If your app deals with a lot of ever changing data, and let's face it that's most apps, then this technique from Krzysztof Zabłocki is going to be super useful to you. I really like the approach because it didn't need big architectural changes and it solves a real problem.
Krzysztof Zabłocki has open sourced his bootstrap iOS project this week. However, before you jump in with both feet I'm not completely convinced that iOS projects actually need a bootstrap. There are some good recommendations here though so what I would recommend is to take a look at this, spend some time understanding it and then pick bits that work for you. Blindly using someone else's defaults is only going to lead to surprises down the line.
Krzysztof Zabłocki on the Cocos 2D blog with an interesting article on not including a "brush size" tool in Foldify. The end result is an extremely effective way to effectively change brush size by zooming and avoiding problems like having a brush which is smaller than the user's finger. For me, Foldify was easily my favourite app of last year and I am very pleased to see it getting so much coverage.
While at NSConference this week, one of the stand out talks was from Evan Doll of Flipboard talking about the tools they use behind the scenes to build their iOS apps. One of the neatest tricks mentioned was a script they use to automatically overlay information about the build on top of the app icon. Krzysztof Zabłocki has written up a nice generic implementation of this ready to drop into your own projects.
Krzysztof Zabłocki with a cute idea to use Interface Builder as a simple level editor when building an iOS game. This also serves as a reminder UIKit/Core Animation is a perfectly acceptable framework for writing simple 2D games. You may not get every ounce of performance like you would with Cocos2D or OpenGL directly but you won't be as far off as you might imagine.

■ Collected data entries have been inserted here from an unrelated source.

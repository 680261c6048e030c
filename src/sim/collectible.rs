//! Collectibles and the per-level collection tracker
//!
//! Pickup uses center distance on each axis with a divisor of 3 rather than
//! full AABB contact, so the player has to get properly close.

use glam::Vec2;
use serde::{Deserialize, Serialize};

use super::body::Rect;
use super::progression::SavedPoint;

/// A single collectible item
#[derive(Debug, Clone, Serialize, Deserialize)]
pub struct Collectible {
    pub rect: Rect,
    /// Flips to true once; only a defeat reset or reload clears it
    pub collected: bool,
    /// Steps since collection (cosmetic fade only)
    pub decay_timer: u32,
}

impl Collectible {
    pub fn new(pos: Vec2, size: f32) -> Self {
        Self {
            rect: Rect {
                pos,
                size: Vec2::splat(size),
            },
            collected: false,
            decay_timer: 0,
        }
    }

    /// Opacity for drawing, 1.0 until collected then fading to 0
    pub fn alpha(&self, fade_steps: u32) -> f32 {
        if !self.collected {
            return 1.0;
        }
        if fade_steps == 0 {
            return 0.0;
        }
        (1.0 - self.decay_timer as f32 / fade_steps as f32).max(0.0)
    }

    fn reset(&mut self) {
        self.collected = false;
        self.decay_timer = 0;
    }
}

/// Whether `player` is close enough to pick up `item`
#[inline]
pub fn within_pickup_range(player: &Rect, item: &Rect) -> bool {
    let delta = (player.center() - item.center()).abs();
    let reach = (player.size + item.size) / 3.0;
    delta.x < reach.x && delta.y < reach.y
}

/// A pickup that happened this step
#[derive(Debug, Clone, Copy, PartialEq)]
pub struct Pickup {
    pub position: Vec2,
    pub points: u64,
}

/// Tracks the collectibles of the current level
#[derive(Debug, Clone, Serialize, Deserialize)]
pub struct CollectibleTracker {
    pub items: Vec<Collectible>,
    required: usize,
    points: u64,
}

impl CollectibleTracker {
    pub fn new(items: Vec<Collectible>, required: usize, points: u64) -> Self {
        Self {
            items,
            required,
            points,
        }
    }

    /// Collect everything within reach of the player
    pub fn collect_near(&mut self, player: &Rect) -> Vec<Pickup> {
        let mut pickups = Vec::new();
        for item in self.items.iter_mut().filter(|i| !i.collected) {
            if within_pickup_range(player, &item.rect) {
                item.collected = true;
                pickups.push(Pickup {
                    position: item.rect.pos,
                    points: self.points,
                });
            }
        }
        pickups
    }

    /// Advance the cosmetic fade of collected items
    pub fn tick_fade(&mut self, fade_steps: u32) {
        for item in self.items.iter_mut().filter(|i| i.collected) {
            if item.decay_timer < fade_steps {
                item.decay_timer += 1;
            }
        }
    }

    pub fn collected_count(&self) -> usize {
        self.items.iter().filter(|i| i.collected).count()
    }

    pub fn required_count(&self) -> usize {
        self.required
    }

    pub fn total_count(&self) -> usize {
        self.items.len()
    }

    /// Collected over required, 1.0 when nothing is required
    pub fn progress_ratio(&self) -> f32 {
        if self.required == 0 {
            return 1.0;
        }
        (self.collected_count() as f32 / self.required as f32).min(1.0)
    }

    pub fn is_complete(&self) -> bool {
        self.collected_count() >= self.required
    }

    /// Mark every item uncollected
    pub fn reset_all(&mut self) {
        for item in &mut self.items {
            item.reset();
        }
    }

    /// Positions of collected items, the persistence key
    pub fn collected_positions(&self) -> Vec<SavedPoint> {
        self.items
            .iter()
            .filter(|i| i.collected)
            .map(|i| SavedPoint::from(i.rect.pos))
            .collect()
    }

    /// Re-apply saved collection flags by exact position match.
    /// Returns how many items were restored.
    pub fn restore(&mut self, saved: &[SavedPoint]) -> usize {
        let mut restored = 0;
        for point in saved {
            let pos = Vec2::from(*point);
            if let Some(item) = self
                .items
                .iter_mut()
                .find(|i| !i.collected && i.rect.pos == pos)
            {
                item.collected = true;
                // Already gone, skip the fade
                item.decay_timer = u32::MAX;
                restored += 1;
            }
        }
        restored
    }
}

Dependency injection is one of the latest trends in iOS development, for better and more reusable code, cleaner architecture, testability and others. But adding a new dependency to a component means you have to refactor its initializer and all its calls, and we all know Xcode still can't help with that. Krzysztof Zabłocki suggests using protocol composition to avoid the need for that refactoring. Personally, I'm very curious to try this approach, as this is a problem I've met before.
After talking about diffing XCTest failures last week, I had a few messages mentioning this package from Brandon Williams and Stephen Celis, so I thought I should give it a link! I also meant to include another link to Difference from Krzysztof Zabłocki, so let's fix that as well. 😅
I must say, though, I prefer solving this problem with an external tool rather than an extra dependency.
Krzysztof Zabłocki with an interesting code generation tool for Swift files which allows reflection over all of your types, and code generation from there. Obviously you wouldn't write your whole app using this, but you might want to save yourself some repetitive work by building some stuff this way. I'm personally not a big fan of code generation, but this does provide a workaround for some limitations we have in Swift at the moment.
Want to find all live instances of a class at runtime while debugging? Richard Heard has put together this small library that will allow you to do exactly that. It compiles into your app but is mostly useful from within LLDB for live investigation of objects. Also, this is the best named project I've seen in a while.
Update: Thanks to Krzysztof Zabłocki for pointing out that this code seems to have been taken from another project, Cycript by Jay Freeman. While the code remains useful, the disregard for the original code license is not good enough. Apologies, I would not have linked to it if I had noticed this.
I’m sure I’m not the only one who has a constant stream of ideas related to software I either work on now, or may work on in the future. The quality of my ideas varies wildly, and it’s often the worst ideas that shout loudest at me to drop everything and start working on them. 😅 You’ll never be perfect at knowing where to focus your attention, or at least I’ve resigned myself to the fact that I’ll never be perfect at it, but it’s an important thing to keep in mind.
I’ve been thinking a lot about the maturity of ideas this week, mostly because of this week’s release of Sourcery Pro by Krzysztof Zabłocki. Would this app be as good as it is without the years of thought, development, and iteration that went into Sourcery? Almost certainly not. That experience drove the feature set and workflow, and the app is much better for it.
But does every idea need to be deliberated on for years? Nope! Some ideas benefit from a quick MVP and experimentation. For example, this newsletter. I had the idea to do it, and around a week later I sent the first issue.
It’s hard to advise on this topic, but I think choosing what to pursue often comes down to how complex/significant the task is. I made the right decision to move quickly when deciding to start iOS Dev Weekly as the opportunity cost was small, and I took things much more slowly when considering whether to build the Swift Package Index.
The original idea for building a package search engine popped into my head around two years before the launch of the index site, and a year before the SwiftPM Library. I let the idea stew for a long while before starting as I knew the undertaking was significant.
What should you take from this? I think I might just have written the most obvious advice ever, but sometimes reading obvious stuff can still be useful. I’m also saying you should check out Sourcery Pro. It’s good. 👍
Note: For full disclosure, I helped beta test Sourcery Pro.